Team Singapore athletes got a shock yesterday when the body of a man came crashing down in front of the Swissotel The Stamford.
Some of the athletes, who are housed there for this month's South-east Asia (SEA) Games, were in the vicinity when the body fell at around 1pm.
The track and field athletes were in their hotel rooms while three swimmers were at a cafe in Raffles City.
Sprinter Calvin Kang did not see the body falling but he was not spared the gruesome sight after.
"We looked outside to see the aftermath of it. It wasn't pretty," he told The New Paper.
Swimmer Dylan Koo, 16, was at the nearby Starbucks outlet with two female teammates when the body landed at the area just outside Introbar, one the restaurants on the ground floor.
"When we heard about it, we got curious," he said.
"We went to look but by then, the police had already covered up most of it."
Despite the horrific incident, Dylan said that it should not affect the athletes' focus. "We can't let this get into our heads," he said.
"We've worked so hard for so long, and now we have to put this aside and translate all that effort into results."
The athletes are being given psychological support.
A 16-year-old witness, who declined to be named, was on her way for a lunch to celebrate her birthday when the body landed just 15m from her.
She said she was deeply shaken after the body hit the ground, splattering the clothes of passers-by.

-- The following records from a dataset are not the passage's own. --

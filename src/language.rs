// src/language.rs

//! Subtitle language lookup.
//!
//! Maps free-text codes found in subtitle file names (`en`, `eng`, `chs`,
//! `zh-TW`, `日本語`, ...) onto a language descriptor. A small table of
//! common subtitle languages carries Windows ids, regional variants and
//! aliases; any other ISO 639-1 or 639-3 code falls through to `isolang`.

use std::collections::HashMap;

use isolang::Language;
use once_cell::sync::Lazy;
use serde::Serialize;

/// Everything known about one language or regional variant.
#[derive(Debug, Clone, Copy, PartialEq, Eq, Serialize)]
pub struct LanguageInfo {
    pub name: &'static str,
    pub bcp47: &'static str,
    /// Three-letter Windows language id (`ENU`, `CHS`, ...), or empty.
    pub win_id: &'static str,
    pub iso639_1: &'static str,
    pub iso639_2: &'static str,
    pub iso639_3: &'static str,
}

impl LanguageInfo {
    pub const UNDETERMINED: LanguageInfo = LanguageInfo {
        name: "und",
        bcp47: "zz",
        win_id: "ZZZ",
        iso639_1: "zz",
        iso639_2: "und",
        iso639_3: "und",
    };

    pub fn has_valid_win_id(&self) -> bool {
        self.win_id.len() == 3
            && self.win_id.bytes().all(|b| b.is_ascii_alphabetic())
            && !self.win_id.eq_ignore_ascii_case("ZZZ")
    }
}

/// Something that can turn a free-text code into a language.
pub trait LanguageResolver {
    fn resolve(&self, code: &str) -> Option<LanguageInfo>;
}

struct Row {
    info: LanguageInfo,
    aliases: &'static [&'static str],
}

const fn row(
    bcp47: &'static str,
    win_id: &'static str,
    iso639_1: &'static str,
    iso639_2: &'static str,
    iso639_3: &'static str,
    name: &'static str,
    aliases: &'static [&'static str],
) -> Row {
    Row {
        info: LanguageInfo {
            name,
            bcp47,
            win_id,
            iso639_1,
            iso639_2,
            iso639_3,
        },
        aliases,
    }
}

// Generic entries come before regional ones so that shared codes (`en`,
// `eng`, `zh`) land on the generic language.
static LANGUAGES: &[Row] = &[
    row("en", "ENU", "en", "eng", "eng", "English", &["english", "英语", "英文", "英語"]),
    row("en-US", "ENU", "en", "eng", "eng", "English (United States)", &["us"]),
    row("en-GB", "ENG", "en", "eng", "eng", "English (United Kingdom)", &["uk-en", "british"]),
    row("zh", "", "zh", "chi", "zho", "Chinese", &["chinese", "中文", "汉语", "漢語"]),
    row(
        "zh-Hans",
        "CHS",
        "zh",
        "chi",
        "zho",
        "Chinese (Simplified)",
        &["chs", "sc", "gb", "cn", "zhs", "zh-cn", "zh-sg", "zh-hans-cn", "简体", "简中", "简体中文", "简"],
    ),
    row(
        "zh-Hant",
        "CHT",
        "zh",
        "chi",
        "zho",
        "Chinese (Traditional)",
        &["cht", "tc", "big5", "zht", "zh-tw", "zh-hant-tw", "繁体", "繁體", "繁中", "繁体中文", "繁體中文", "繁"],
    ),
    row("zh-HK", "ZHH", "zh", "chi", "zho", "Chinese (Hong Kong)", &["hk", "zh-hant-hk"]),
    row("yue", "", "", "", "yue", "Cantonese", &["cantonese", "粤语", "粵語"]),
    row("ja", "JPN", "ja", "jpn", "jpn", "Japanese", &["japanese", "jp", "jap", "日本語", "日语", "日文"]),
    row("ko", "KOR", "ko", "kor", "kor", "Korean", &["korean", "kr", "한국어", "韩语", "韓語"]),
    row("fr", "FRA", "fr", "fre", "fra", "French", &["french", "français", "francais", "法语"]),
    row("fr-CA", "FRC", "fr", "fre", "fra", "French (Canada)", &[]),
    row("de", "DEU", "de", "ger", "deu", "German", &["german", "deutsch", "德语"]),
    row("es", "ESN", "es", "spa", "spa", "Spanish", &["spanish", "esp", "español", "espanol", "西班牙语"]),
    row("es-MX", "ESM", "es", "spa", "spa", "Spanish (Mexico)", &["es-419", "latino"]),
    row("it", "ITA", "it", "ita", "ita", "Italian", &["italian", "italiano"]),
    row("pt", "PTG", "pt", "por", "por", "Portuguese", &["portuguese", "português"]),
    row("pt-BR", "PTB", "pt", "por", "por", "Portuguese (Brazil)", &["br", "pob"]),
    row("ru", "RUS", "ru", "rus", "rus", "Russian", &["russian", "русский", "俄语"]),
    row("uk", "UKR", "uk", "ukr", "ukr", "Ukrainian", &["ukrainian"]),
    row("pl", "PLK", "pl", "pol", "pol", "Polish", &["polish", "polski"]),
    row("cs", "CSY", "cs", "cze", "ces", "Czech", &["czech"]),
    row("sk", "SKY", "sk", "slo", "slk", "Slovak", &["slovak"]),
    row("sl", "SLV", "sl", "slv", "slv", "Slovenian", &["slovenian"]),
    row("hr", "HRV", "hr", "hrv", "hrv", "Croatian", &["croatian"]),
    row("sr", "SRB", "sr", "srp", "srp", "Serbian", &["serbian"]),
    row("bg", "BGR", "bg", "bul", "bul", "Bulgarian", &["bulgarian"]),
    row("ro", "ROM", "ro", "rum", "ron", "Romanian", &["romanian"]),
    row("hu", "HUN", "hu", "hun", "hun", "Hungarian", &["hungarian", "magyar"]),
    row("el", "ELL", "el", "gre", "ell", "Greek", &["greek"]),
    row("tr", "TRK", "tr", "tur", "tur", "Turkish", &["turkish", "türkçe"]),
    row("nl", "NLD", "nl", "dut", "nld", "Dutch", &["dutch", "nederlands"]),
    row("sv", "SVE", "sv", "swe", "swe", "Swedish", &["swedish", "svenska"]),
    row("nb", "NOR", "nb", "nob", "nob", "Norwegian Bokmål", &["no", "nor", "norwegian"]),
    row("da", "DAN", "da", "dan", "dan", "Danish", &["danish", "dansk"]),
    row("fi", "FIN", "fi", "fin", "fin", "Finnish", &["finnish", "suomi"]),
    row("et", "ETI", "et", "est", "est", "Estonian", &["estonian"]),
    row("lv", "LVI", "lv", "lav", "lav", "Latvian", &["latvian"]),
    row("lt", "LTH", "lt", "lit", "lit", "Lithuanian", &["lithuanian"]),
    row("he", "HEB", "he", "heb", "heb", "Hebrew", &["hebrew", "iw"]),
    row("ar", "ARA", "ar", "ara", "ara", "Arabic", &["arabic"]),
    row("fa", "FAR", "fa", "per", "fas", "Persian", &["persian", "farsi"]),
    row("ur", "URD", "ur", "urd", "urd", "Urdu", &["urdu"]),
    row("hi", "HIN", "hi", "hin", "hin", "Hindi", &["hindi"]),
    row("bn", "BNB", "bn", "ben", "ben", "Bangla", &["bengali", "bangla"]),
    row("ta", "TAI", "ta", "tam", "tam", "Tamil", &["tamil"]),
    row("te", "TEL", "te", "tel", "tel", "Telugu", &["telugu"]),
    row("th", "THA", "th", "tha", "tha", "Thai", &["thai", "泰语"]),
    row("vi", "VIT", "vi", "vie", "vie", "Vietnamese", &["vietnamese", "tiếng việt", "越南语"]),
    row("id", "IND", "id", "ind", "ind", "Indonesian", &["indonesian", "bahasa"]),
    row("ms", "MSL", "ms", "may", "msa", "Malay", &["malay"]),
    row("fil", "FPO", "", "fil", "fil", "Filipino", &["filipino", "tagalog", "tl"]),
    row("la", "", "la", "lat", "lat", "Latin", &["latin"]),
];

static INDEX: Lazy<HashMap<String, usize>> = Lazy::new(|| {
    let mut index = HashMap::new();
    for (position, row) in LANGUAGES.iter().enumerate() {
        let info = &row.info;
        let keys = [
            info.bcp47,
            info.win_id,
            info.iso639_1,
            info.iso639_2,
            info.iso639_3,
            info.name,
        ];
        for key in keys.iter().chain(row.aliases.iter()) {
            if key.is_empty() {
                continue;
            }
            index.entry(key.to_lowercase()).or_insert(position);
        }
    }
    index
});

/// The bundled language table.
#[derive(Debug, Clone, Copy, Default)]
pub struct BuiltinLanguages;

impl BuiltinLanguages {
    fn lookup(key: &str) -> Option<LanguageInfo> {
        INDEX
            .get(key)
            .map(|&position| LANGUAGES[position].info)
            .or_else(|| iso_lookup(key))
    }
}

/// Plain ISO 639 lookup for codes the table does not know. These carry no
/// Windows id.
fn iso_lookup(key: &str) -> Option<LanguageInfo> {
    if !key.bytes().all(|b| b.is_ascii_lowercase()) {
        return None;
    }
    let language = match key.len() {
        2 => Language::from_639_1(key)?,
        3 => Language::from_639_3(key)?,
        _ => return None,
    };

    let iso639_3 = language.to_639_3();
    let iso639_1 = language.to_639_1().unwrap_or("");
    Some(LanguageInfo {
        name: language.to_name(),
        bcp47: if iso639_1.is_empty() { iso639_3 } else { iso639_1 },
        win_id: "",
        iso639_1,
        iso639_2: iso639_3,
        iso639_3,
    })
}

impl LanguageResolver for BuiltinLanguages {
    /// Tries the whole code, then shorter `-` prefixes (`zh-hans-xx` →
    /// `zh-hans` → `zh`), then each segment on its own (`chs-eng` → `chs`).
    fn resolve(&self, code: &str) -> Option<LanguageInfo> {
        let code = code.trim().to_lowercase();
        if code.is_empty() {
            return None;
        }
        if let Some(info) = Self::lookup(&code) {
            return Some(info);
        }

        let parts: Vec<&str> = code.split('-').filter(|p| !p.is_empty()).collect();
        for len in (1..parts.len()).rev() {
            if let Some(info) = Self::lookup(&parts[..len].join("-")) {
                return Some(info);
            }
        }
        parts.iter().find_map(|part| Self::lookup(part))
    }
}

The incident was so traumatising that some passers-by immediately fled the scene and many turned away in horror, she added.
"It is kind of hard to stomach anything after that. It's something I hope no one else ever has to experience," she said.
Police and the Singapore Civil Defence Force said they received a call for assistance at 1.10pm.
A 33-year-old man was found dead, said a police spokesman. He is believed to have plunged from one of the upper floors.
Police are investigating the unnatural death. No foul play is suspected.
This is the second such incident at the hotel in five days.
Last Saturday, a woman in her 50s, believed to be a hotel guest from Australia, was also found dead in front of the hotel.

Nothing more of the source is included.